(Collection entries)

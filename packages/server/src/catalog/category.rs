//! Category lifecycle and the store-scoped tree query.

use std::collections::HashSet;

use chrono::Utc;
use sea_orm::*;
use tracing::instrument;

use super::guard::{self, AdminId};
use super::repo;
use super::tree::{self, CategoryNode, MAX_CATEGORY_DEPTH, TreeDepth};
use super::tx::transact;
use super::CatalogError;
use crate::entity::{category, product, store, variant};
use crate::models::category::{CreateCategoryRequest, UpdateCategoryRequest};
use crate::models::shared::non_empty;

/// Load a live parent candidate and confirm it sits in `store_id`.
async fn parent_in_store<C: ConnectionTrait>(
    db: &C,
    store_id: i32,
    parent_id: i32,
) -> Result<category::Model, CatalogError> {
    let parent = category::Entity::find_by_id(parent_id)
        .filter(category::Column::DeletedAt.is_null())
        .one(db)
        .await?
        .ok_or(CatalogError::NotFound("Parent category"))?;
    if parent.store_id != store_id {
        return Err(CatalogError::validation(
            "Parent category must belong to the same store",
        ));
    }
    Ok(parent)
}

fn too_deep() -> CatalogError {
    CatalogError::validation(format!(
        "Categories cannot be nested more than {MAX_CATEGORY_DEPTH} levels deep"
    ))
}

/// Depth of `parent_id` below its root, walking up through live parents.
///
/// With `moving` set, reaching that category means the new edge would close a
/// loop. A row already seen ends the walk.
async fn parent_depth<C: ConnectionTrait>(
    db: &C,
    parent_id: i32,
    moving: Option<i32>,
) -> Result<u32, CatalogError> {
    let mut seen = HashSet::new();
    let mut cursor = parent_id;
    let mut depth = 0;
    loop {
        if moving == Some(cursor) {
            return Err(CatalogError::validation(
                "A category cannot be moved under itself or one of its descendants",
            ));
        }
        if !seen.insert(cursor) {
            break;
        }
        let Some(next) = category::Entity::find_by_id(cursor)
            .filter(category::Column::DeletedAt.is_null())
            .one(db)
            .await?
            .and_then(|c| c.parent_category_id)
        else {
            break;
        };
        depth += 1;
        if depth >= MAX_CATEGORY_DEPTH {
            return Err(too_deep());
        }
        cursor = next;
    }
    Ok(depth)
}

#[derive(FromQueryResult)]
struct SubtreeHeight {
    height: i32,
}

const SUBTREE_HEIGHT_SQL: &str = r#"
WITH RECURSIVE subtree AS (
    SELECT id, 0 AS height FROM category WHERE id = $1 AND deleted_at IS NULL
    UNION ALL
    SELECT c.id, s.height + 1
    FROM category c
    JOIN subtree s ON c.parent_category_id = s.id
    WHERE c.deleted_at IS NULL AND s.height < $2
)
SELECT COALESCE(MAX(height), 0) AS height FROM subtree
"#;

/// Levels below `category_id` in its live subtree, counted up to one past
/// the depth limit.
async fn subtree_height<C: ConnectionTrait>(db: &C, category_id: i32) -> Result<u32, DbErr> {
    let stmt = Statement::from_sql_and_values(
        DbBackend::Postgres,
        SUBTREE_HEIGHT_SQL,
        [category_id.into(), (MAX_CATEGORY_DEPTH as i32 + 1).into()],
    );
    let height = SubtreeHeight::find_by_statement(stmt)
        .one(db)
        .await?
        .map_or(0, |h| h.height);
    Ok(u32::try_from(height).unwrap_or(0))
}

/// Serialise structural changes within one store. Ancestor walks that run
/// after this lock see every re-parenting committed before it.
async fn lock_store_tree(txn: &DatabaseTransaction, store_id: i32) -> Result<(), CatalogError> {
    repo::lock_live::<store::Entity>(txn, store_id, store::Column::DeletedAt, "Store").await?;
    Ok(())
}

#[instrument(level = "debug", skip(db, req))]
pub async fn create_category(
    db: &DatabaseConnection,
    admin: AdminId,
    store_id: i32,
    req: CreateCategoryRequest,
) -> Result<category::Model, CatalogError> {
    guard::owned_store(db, admin, store_id).await?;
    transact(db, move |txn| {
        Box::pin(async move {
            if let Some(parent_id) = req.parent_category_id {
                lock_store_tree(txn, store_id).await?;
                parent_in_store(txn, store_id, parent_id).await?;
                parent_depth(txn, parent_id, None).await?;
            }

            let now = Utc::now();
            let model = category::ActiveModel {
                name: Set(req.name.trim().to_string()),
                description: Set(req.description),
                store_id: Set(store_id),
                parent_category_id: Set(req.parent_category_id),
                created_at: Set(now),
                updated_at: Set(now),
                deleted_at: Set(None),
                ..Default::default()
            }
            .insert(txn)
            .await?;
            Ok(model)
        })
    })
    .await
}

/// The store's category forest, bounded by `depth`.
#[instrument(level = "debug", skip(db))]
pub async fn category_tree(
    db: &DatabaseConnection,
    admin: AdminId,
    store_id: i32,
    depth: TreeDepth,
) -> Result<Vec<CategoryNode>, CatalogError> {
    guard::owned_store(db, admin, store_id).await?;
    let rows = tree::fetch_category_rows(db, store_id, depth).await?;
    Ok(tree::build_tree(rows, depth))
}

#[instrument(level = "debug", skip(db))]
pub async fn get_category(
    db: &DatabaseConnection,
    admin: AdminId,
    store_id: i32,
    category_id: i32,
) -> Result<category::Model, CatalogError> {
    guard::owned_category(db, admin, store_id, category_id).await
}

#[instrument(level = "debug", skip(db, req))]
pub async fn update_category(
    db: &DatabaseConnection,
    admin: AdminId,
    store_id: i32,
    category_id: i32,
    req: UpdateCategoryRequest,
) -> Result<category::Model, CatalogError> {
    guard::owned_category(db, admin, store_id, category_id).await?;
    transact(db, move |txn| {
        Box::pin(async move {
            let existing = repo::lock_live::<category::Entity>(
                txn,
                category_id,
                category::Column::DeletedAt,
                "Category",
            )
            .await?;

            let mut active: category::ActiveModel = existing.into();
            if let Some(name) = non_empty(&req.name) {
                active.name = Set(name.to_string());
            }
            if let Some(description) = non_empty(&req.description) {
                active.description = Set(description.to_string());
            }
            match req.parent_category_id {
                None => {}
                Some(None) => active.parent_category_id = Set(None),
                Some(Some(parent_id)) => {
                    lock_store_tree(txn, store_id).await?;
                    parent_in_store(txn, store_id, parent_id).await?;
                    let above = parent_depth(txn, parent_id, Some(category_id)).await?;
                    let below = subtree_height(txn, category_id).await?;
                    if above + 1 + below > MAX_CATEGORY_DEPTH {
                        return Err(too_deep());
                    }
                    active.parent_category_id = Set(Some(parent_id));
                }
            }
            active.updated_at = Set(Utc::now());
            Ok(active.update(txn).await?)
        })
    })
    .await
}

/// Soft-delete a category. Refused while live subcategories, products or
/// variants still reference it.
#[instrument(level = "debug", skip(db))]
pub async fn delete_category(
    db: &DatabaseConnection,
    admin: AdminId,
    store_id: i32,
    category_id: i32,
) -> Result<(), CatalogError> {
    guard::owned_category(db, admin, store_id, category_id).await?;
    transact(db, move |txn| {
        Box::pin(async move {
            repo::lock_live::<category::Entity>(
                txn,
                category_id,
                category::Column::DeletedAt,
                "Category",
            )
            .await?;

            let subcategories = repo::count_live::<category::Entity, _>(
                txn,
                category::Column::DeletedAt,
                Condition::all().add(category::Column::ParentCategoryId.eq(category_id)),
            )
            .await?;
            let products = repo::count_live::<product::Entity, _>(
                txn,
                product::Column::DeletedAt,
                Condition::all().add(product::Column::CategoryId.eq(category_id)),
            )
            .await?;
            let variants = repo::count_live::<variant::Entity, _>(
                txn,
                variant::Column::DeletedAt,
                Condition::all().add(variant::Column::CategoryId.eq(category_id)),
            )
            .await?;
            if subcategories + products + variants > 0 {
                return Err(CatalogError::Conflict(format!(
                    "Category is still referenced by {subcategories} subcategories, \
                     {products} products and {variants} variants"
                )));
            }

            repo::soft_delete_where::<category::Entity, _>(
                txn,
                category::Column::DeletedAt,
                category::Column::UpdatedAt,
                Condition::all().add(category::Column::Id.eq(category_id)),
            )
            .await?;
            Ok(())
        })
    })
    .await
}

## Exercise
The answer must be every line from the records above that contains the word "rows", copied in full.

## Finished exercise
    let rows = tree::fetch_category_rows(db, store_id, depth).await?;
    Ok(tree::build_tree(rows, depth))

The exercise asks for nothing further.